The First Amendment to the US Constitution did not, Martinez reminded students, cover heckling or shouting down. The Federalist Society, which organized Duncan’s visit, had the same rights of free association as any other student group.

For some, Martinez’ statement did not go far enough. No students were disciplined for their role in deplatforming Duncan, even though their actions clearly crossed the line established by Stanford’s own policies as well as First Amendment law.

Martinez did, though, announce a half-day training session on free speech that would be mandatory for all law students. Steinbach was suspended.

Given the dire straits in which academic freedom currently finds itself, that in itself represents a significant turnaround.

What’s more, there are signs that Stanford isn’t the only college that’s finally finding its nerve. The same month as Duncan’s deplatforming, Cornell’s President Martha Pollock vetoed a student attempt to mandate trigger-warnings. Meanwhile at Harvard, 90 professors co-founded a new Academic Freedom Council.

Opulent American colleges like Stanford may seem a world away from New Zealand’s public universities. But prestigious institutions often make the weather when it comes to the attitudes that hold sway on campuses – not only in the US, but across the Anglophone world.

And that might just mean sunnier days ahead for academic freedom not only in the US, but in New Zealand too.

The spirit of forgetfulness
Dr Tony Burton | Research Fellow | tony.burton@nzinitiative.org.nz
As we get older many of us are a bit forgetful. Keys, glasses, schools and Crown entity subsidiaries. Who has not left one on a shelf next to the front door, only to find it missing when they pop out to the shops?

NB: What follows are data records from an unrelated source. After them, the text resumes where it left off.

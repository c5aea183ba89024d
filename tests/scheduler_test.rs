//! Integration tests for job registration against the host's cron store.

mod helpers;

use std::sync::Arc;

use straico_core::registry;
use straico_core::traits::{JobScheduler, KeyValueStore};
use straico_core::types::Recurrence;
use straico_lifecycle::TeardownStep;
use straico_scheduler::{CronScheduler, JobDispatcher, register_plugin_jobs};

use helpers::TestHost;

#[tokio::test]
async fn test_registration_is_persisted_once_per_hook() {
    let app = TestHost::new().await;
    let options = app.host.options();
    options
        .set(registry::OPTION_MODEL_UPDATE_FREQUENCY, "weekly")
        .await
        .unwrap();
    options.set(registry::OPTION_NOTIFY_LOW_COINS, "1").await.unwrap();

    register_plugin_jobs(options, app.host.cron_events()).await.unwrap();
    register_plugin_jobs(options, app.host.cron_events()).await.unwrap();

    let events = app.host.cron_events().list().await.unwrap();
    let hooks: Vec<_> = events
        .iter()
        .map(|e| (e.hook.as_str(), e.recurrence))
        .collect();
    assert_eq!(
        hooks,
        vec![
            (registry::JOB_COIN_CHECK, Recurrence::Hourly),
            (registry::JOB_MODEL_UPDATE, Recurrence::Weekly),
        ]
    );
}

#[tokio::test]
async fn test_uninstall_clears_persisted_jobs() {
    let app = TestHost::new().await;
    app.host
        .options()
        .set(registry::OPTION_NOTIFY_LOW_COINS, "on")
        .await
        .unwrap();
    register_plugin_jobs(app.host.options(), app.host.cron_events())
        .await
        .unwrap();

    let report = app
        .host
        .uninstaller()
        .uninstall(&app.host.removal_signal())
        .await
        .unwrap();

    assert_eq!(
        report.outcome(TeardownStep::ScheduledJobs).map(|s| s.removed),
        Some(2)
    );
    assert!(app.host.cron_events().list().await.unwrap().is_empty());
}

#[tokio::test(flavor = "multi_thread", worker_threads = 2)]
async fn test_runtime_loads_persisted_events() {
    let app = TestHost::new().await;
    register_plugin_jobs(app.host.options(), app.host.cron_events())
        .await
        .unwrap();

    let cron = CronScheduler::new(Arc::new(JobDispatcher::new()))
        .await
        .unwrap();
    for event in app.host.cron_events().list().await.unwrap() {
        cron.schedule(&event.hook, event.recurrence).await.unwrap();
    }

    assert_eq!(cron.hooks(), vec![registry::JOB_MODEL_UPDATE.to_string()]);
    assert!(!cron.is_scheduled(registry::JOB_COIN_CHECK).await.unwrap());
    assert_eq!(cron.clear(registry::JOB_MODEL_UPDATE).await.unwrap(), 1);
}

I am not sure if the Public Service Commission (PSC) has problems with keys and glasses, but they definitely have a problem with the last two. Their website boasts “Te Kawa Mataaho Public Service Commission leads the public sector in the service of our nation”. (I always thought the leader of the state was the elected Prime Minister, but maybe age is getting the better of me?)

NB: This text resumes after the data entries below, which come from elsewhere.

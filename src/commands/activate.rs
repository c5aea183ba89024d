//! Plugin activation command.

use straico_core::result::AppResult;
use straico_host::Host;

use crate::output;

/// Execute the activate command
pub async fn execute(host: &Host) -> AppResult<()> {
    host.installer().install().await?;

    output::print_success(&format!(
        "Activated '{}' (tables: {})",
        host.config().plugin.identifier,
        host.capabilities().schema.tables().join(", ")
    ));
    host.close().await;
    Ok(())
}
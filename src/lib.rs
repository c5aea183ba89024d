//! # straico-host
//!
//! Concrete host for the Straico plugin lifecycle: wires the SQLite option,
//! transient and cron stores, the plugin schema and the local upload area
//! into the lifecycle coordinators.

pub mod host;

pub use host::{Host, ResourceState};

Anyway, the organisation proudly boasting of its leadership of the public sector also has a webpage where it “maintains an up-to-date list of all central government organisations”. (link below in “All Things Considered”)

Except they do not. Rather endearingly they tell us they do not on the same webpage that declared their list up to date. More precisely, they note there are “Approximately 150 Crown entity subsidiaries” and “Approximately 2,416” school Boards of Trustees.

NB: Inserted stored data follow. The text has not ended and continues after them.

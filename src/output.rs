//! Table and JSON output for CLI commands.

use serde::Serialize;
use tabled::{Table, Tabled};

/// Output format selection
#[derive(Debug, Clone, Copy, Default, PartialEq, Eq, clap::ValueEnum)]
pub enum OutputFormat {
    /// Human-readable table
    #[default]
    Table,
    /// JSON output
    Json,
}

/// Print rows in the selected format
pub fn print_list<T: Serialize + Tabled>(items: &[T], format: OutputFormat) {
    match format {
        OutputFormat::Table => {
            if items.is_empty() {
                println!("Nothing to show.");
            } else {
                println!("{}", Table::new(items));
            }
        }
        OutputFormat::Json => print_json(&items, "[]"),
    }
}

/// Print any serializable value as pretty JSON
pub fn print_json<T: Serialize + ?Sized>(value: &T, fallback: &str) {
    let json = serde_json::to_string_pretty(value).unwrap_or_else(|_| fallback.to_string());
    println!("{}", json);
}

/// Print a success message
pub fn print_success(msg: &str) {
    println!("✓ {}", msg);
}

/// Print a warning message
pub fn print_warning(msg: &str) {
    println!("⚠ {}", msg);
}

/// Print an error message
pub fn print_error(msg: &str) {
    eprintln!("✗ {}", msg);
}

/// Print a key-value pair
pub fn print_kv(key: &str, value: &str) {
    println!("  {:<24} {}", format!("{}:", key), value);
}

I leave expertise on education to my New Zealand Initiative colleague Michael Johnston, but find the schools themselves hard to miss: classrooms, a playground, and hordes of children stand out in ways glasses and keys do not. You would definitely bump into one if it were on that shelf by the front door.

Crown entity subsidiaries are harder to see, though no less important for all that. The last time the PSC tried to count them (2018) they found “approximately 150” was at least 166.

Crown Entity subsidiaries are a bit of a mix. They include Truffle Investment New Zealand Ltd - I am not making that up – whose website is one of those with flash animation that tell you very little. Another is Massey Ventures Limited whose “role is to commercialise intellectual property and innovative research within [Massey] University. To … turn their innovative ideas into real-world commercial opportunities.”

You do not have to be a PSC believer in the state sector trinity of Commissioner, Leadership and the Holy Spirit of Service to think these companies might be important. At the very least, the leader of the “public sector in the service of our nation” could know how to count them?

In any case, I found my glasses, my keys are in my pocket and I have a bit of time. Think I might invest in a truffle.